After the military coup, the situation further deteriorated.
“The health care system was broken, so my friends and I volunteered to help take care of people,” he said.
While Soe Khant is relatively new to running parallel governments, the Karen National Union has been doing so for decades – albeit usually in smaller rural areas.
“We went too fast, but we didn’t go too far”
Kawkareik Town Secretary Mya Aye served as village chief for 12 years before being elected to her current position and is the third most senior person in the town.
He told Al Jazeera how years of war and a lack of human resources had hampered the local economy and undermined the KNU’s ability to deliver public services.
“There are no factories, no industry, you can’t work here to support your family,” he said, explaining that young people move to nearby Thailand because of conflict and hardship.
But the brutality of military regimes is often its biggest enemy.
It inspires greater resistance and drives human Resources into the arms of the enemy.
Win Tun, a 33-year-old former Myanmar police officer, joined the Karen National Union rather than follow orders to arrest and torture pro-democracy activists.
“I’ve wanted to be a police officer since I was a kid,” Wen Tun said.
“I believe the police are good and trying to help people,” he said, adding that the reality is a culture of corruption, discrimination and impunity.
Win Tun, a member of Myanmar’s majority Bamar ethnic group, said police authorities treated their Karen colleagues unfairly.
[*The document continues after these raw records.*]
mod render;

use anyhow::{Context, Result};
use crossterm::{
    event::{self, DisableMouseCapture, EnableMouseCapture, Event, KeyCode, KeyEventKind},
    execute,
    terminal::{EnterAlternateScreen, LeaveAlternateScreen, disable_raw_mode, enable_raw_mode},
};
use marknote_config::Config;
use marknote_engine::{ParseOptions, Policy, Session, io, parse_document};
use ratatui::{
    Frame, Terminal,
    backend::CrosstermBackend,
    layout::{Constraint, Direction, Layout},
    style::{Color, Style},
    text::{Line, Span},
    widgets::{Block, Borders, List, ListItem, ListState, Paragraph, Wrap},
};
use std::{
    env,
    io::{Stdout, stdout},
    path::{Path, PathBuf},
    process,
};

/// Width of thematic breaks in `--print` output.
const PRINT_WIDTH: usize = 60;

struct App {
    session: Session,
    file_list_state: ListState,
    status: String,
}

impl App {
    fn new(notes_path: &Path, options: ParseOptions) -> Result<Self> {
        let mut session = Session::new(options);
        session.open_folder(notes_path)?;

        let mut app = Self {
            session,
            file_list_state: ListState::default(),
            status: String::new(),
        };

        // Select first item if available
        app.with_tree(|tree| tree.select_next());
        app.update_content_for_selection();
        Ok(app)
    }

    fn with_tree(&mut self, f: impl FnOnce(&mut marknote_engine::FileTree)) {
        if let Some(tree) = self.session.file_tree_mut() {
            f(tree);
        }
        self.sync_list_state();
    }

    fn sync_list_state(&mut self) {
        let index = self.session.file_tree().and_then(|tree| tree.selected_index());
        self.file_list_state.select(index);
    }

    fn selected_row(&self) -> Option<marknote_engine::FileTreeItem> {
        let tree = self.session.file_tree()?;
        tree.items().get(tree.selected_index()?).cloned()
    }

    fn report<T>(&mut self, result: Result<T, io::IoError>) {
        match result {
            Ok(_) => self.status.clear(),
            Err(e) => {
                log::warn!("{e}");
                self.status = e.to_string();
            }
        }
    }

    fn next_file(&mut self) {
        self.with_tree(|tree| tree.select_next());
        self.update_content_for_selection();
    }

    fn previous_file(&mut self) {
        self.with_tree(|tree| tree.select_previous());
        self.update_content_for_selection();
    }

    /// Files are opened as soon as they are highlighted.
    fn update_content_for_selection(&mut self) {
        let Some(item) = self.selected_row() else {
            return;
        };
        if item.is_folder {
            return;
        }
        let already_open = self
            .session
            .current_file()
            .is_some_and(|file| file.relative_path() == item.path.as_relative_path());
        if !already_open {
            let result = self.session.load_file(&item.path);
            self.report(result);
        }
        self.sync_list_state();
    }

    fn activate_selected_item(&mut self) {
        let Some(item) = self.selected_row() else {
            return;
        };
        if item.is_folder {
            self.with_tree(|tree| tree.toggle_folder(&item.path));
        } else {
            let result = self.session.load_file(&item.path);
            self.report(result);
            self.sync_list_state();
        }
    }

    fn expand_selected_folder(&mut self) {
        if let Some(item) = self.selected_row()
            && item.is_folder
            && !item.is_expanded
        {
            self.with_tree(|tree| tree.expand_folder(&item.path));
        }
    }

    fn collapse_selected_folder(&mut self) {
        if let Some(item) = self.selected_row()
            && item.is_folder
            && item.is_expanded
        {
            self.with_tree(|tree| tree.collapse_folder(&item.path));
        }
    }

    fn toggle_policy(&mut self) {
        let mut options = *self.session.parse_options();
        options.policy = match options.policy {
            Policy::Structural => Policy::Heuristic,
            Policy::Heuristic => Policy::Structural,
        };
        log::info!("preview policy now {:?}", options.policy);
        self.session.set_parse_options(options);
    }

    fn reload(&mut self) {
        let result = self.session.reload();
        self.report(result);
        self.sync_list_state();
    }
}

fn policy_label(policy: Policy) -> &'static str {
    match policy {
        Policy::Structural => "structural",
        Policy::Heuristic => "heuristic",
    }
}

/// Renders one file to stdout without starting the TUI.
fn print_file(path: &Path, options: &ParseOptions) -> Result<()> {
    let content = std::fs::read_to_string(path)
        .with_context(|| format!("failed to read {}", path.display()))?;
    let doc = parse_document(&content, options);
    for line in render::render_doc(&doc, PRINT_WIDTH) {
        println!("{}", render::line_text(&line));
    }
    Ok(())
}

fn main() -> Result<()> {
    env_logger::Builder::from_default_env()
        .filter_level(log::LevelFilter::Warn)
        .init();

    let args: Vec<String> = env::args().collect();
    let config_path = Config::config_path();

    let config = match Config::load() {
        Ok(config) => config,
        Err(e) => {
            eprintln!("Error: Failed to load config file: {e}");
            process::exit(1);
        }
    };
    let options = config
        .as_ref()
        .map(|config| config.preview)
        .unwrap_or_default();

    if args.len() == 3 && args[1] == "--print" {
        return print_file(Path::new(&args[2]), &options);
    }

    let notes_path;
    let from_config;

    if args.len() == 2 {
        // CLI argument provided - use it
        notes_path = PathBuf::from(&args[1]);
        from_config = false;
    } else if args.len() == 1 {
        // No CLI argument - fall back to the config file
        match config {
            Some(config) => {
                notes_path = config.notes_path;
                from_config = true;
            }
            None => {
                eprintln!("Error: No notes path provided and no config file found");
                eprintln!("Usage: {} <notes-folder-path>", args[0]);
                eprintln!("Or create a config file at {}", config_path.display());
                process::exit(1);
            }
        }
    } else {
        eprintln!("Usage: {} [notes-folder-path]", args[0]);
        eprintln!("       {} --print <file.md>", args[0]);
        process::exit(1);
    };

    if let Err(e) = io::validate_notes_dir(&notes_path) {
        let source = if from_config {
            format!(" from config file '{}'", config_path.display())
        } else {
            String::new()
        };
        eprintln!(
            "Error: Notes path '{}'{} is invalid: {e}",
            notes_path.display(),
            source
        );
        process::exit(1);
    }

    let mut app = App::new(&notes_path, options)?;

    // Setup terminal
    enable_raw_mode()?;
    let mut stdout = stdout();
    execute!(stdout, EnterAlternateScreen, EnableMouseCapture)?;
    let backend = CrosstermBackend::new(stdout);
    let mut terminal = Terminal::new(backend)?;

    let res = run_app(&mut terminal, &mut app);

    // Restore terminal
    disable_raw_mode()?;
    execute!(
        terminal.backend_mut(),
        LeaveAlternateScreen,
        DisableMouseCapture
    )?;
    terminal.show_cursor()?;

    if let Err(err) = res {
        println!("{err:?}");
    }

    Ok(())
}

fn run_app(terminal: &mut Terminal<CrosstermBackend<Stdout>>, app: &mut App) -> Result<()> {
    loop {
        terminal.draw(|f| ui(f, app))?;

        if let Event::Key(key) = event::read()?
            && key.kind == KeyEventKind::Press
        {
            match key.code {
                KeyCode::Char('q') => return Ok(()),
                KeyCode::Down | KeyCode::Char('j') => app.next_file(),
                KeyCode::Up | KeyCode::Char('k') => app.previous_file(),
                KeyCode::Enter | KeyCode::Char(' ') => app.activate_selected_item(),
                KeyCode::Right => app.expand_selected_folder(),
                KeyCode::Left => app.collapse_selected_folder(),
                KeyCode::Char('p') => app.toggle_policy(),
                KeyCode::Char('r') => app.reload(),
                _ => {}
            }
        }
    }
}

fn ui(f: &mut Frame, app: &mut App) {
    let rows = Layout::default()
        .direction(Direction::Vertical)
        .constraints([Constraint::Min(0), Constraint::Length(1)].as_ref())
        .split(f.area());

    let chunks = Layout::default()
        .direction(Direction::Horizontal)
        .constraints([Constraint::Percentage(30), Constraint::Percentage(70)].as_ref())
        .split(rows[0]);

    // File list panel
    let file_items: Vec<ListItem> = app
        .session
        .file_tree()
        .map(|tree| tree.items())
        .unwrap_or_default()
        .iter()
        .map(|item| {
            let indent = "  ".repeat(item.depth);
            let icon = if item.is_folder {
                if item.is_expanded { "📂 " } else { "📁 " }
            } else {
                "📄 "
            };
            ListItem::new(Line::from(format!("{indent}{icon}{}", item.name)))
        })
        .collect();

    let files_list = List::new(file_items)
        .block(Block::default().borders(Borders::ALL).title("Files"))
        .highlight_style(Style::default().bg(Color::Yellow).fg(Color::Black));

    f.render_stateful_widget(files_list, chunks[0], &mut app.file_list_state);

    // Preview panel
    let inner_width = usize::from(chunks[1].width.saturating_sub(2));
    let doc = app.session.preview();
    let content_text = if app.session.current_file().is_none() {
        vec![Line::from("Select a file to view its content")]
    } else if doc.is_empty() {
        vec![Line::from(Span::styled(
            "(empty)",
            Style::default().fg(Color::DarkGray),
        ))]
    } else {
        render::render_doc(&doc, inner_width)
    };

    let title = format!(
        "{} [{}]",
        app.session.title(),
        policy_label(app.session.parse_options().policy)
    );
    let content = Paragraph::new(content_text)
        .block(Block::default().borders(Borders::ALL).title(title))
        .wrap(Wrap { trim: false });

    f.render_widget(content, chunks[1]);

    // Status line, or key help when there is nothing to report
    let bottom = if app.status.is_empty() {
        Line::from(vec![
            Span::raw("q: Quit | ↑/k ↓/j: Move | Enter/Space: Open/Toggle | "),
            Span::raw("→/←: Expand/Collapse | p: Policy | r: Reload"),
        ])
    } else {
        Line::from(Span::styled(
            app.status.clone(),
            Style::default().fg(Color::Red),
        ))
    };

    f.render_widget(Paragraph::new(bottom), rows[1]);
}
“If any of them make a small mistake, they give them very severe punishment,” he said, describing how one Karen officer returned to the barracks an hour late and was put in a cell for 24 hours.
Wen Tun said he submitted letters of resignation many times during his 10 years with the police. Got rejected every time.
After the 2021 coup, he fled with his wife and daughter to Karen-controlled territory, where he underwent a thorough background check and a “confidence-building” observation period.
He is now fully integrated into the KNU police force.
In response to the military’s brutality and the sense that the revolution was on the verge of victory, young educated professionals like Thaw Hti, and those like Win Htun with years of government service, have begun to fill the human resource gap in government administration. New liberated area.
But most thought the fight to overthrow the military would take only months, or at most, years.
Despite a string of defeats and other unprecedented setbacks, the military persevered.
“It’s like running on a treadmill,” Thaw Hti said of the revolution’s gains but still shortcomings.
“We feel like we’re going fast, but we’re not going too far,” she said.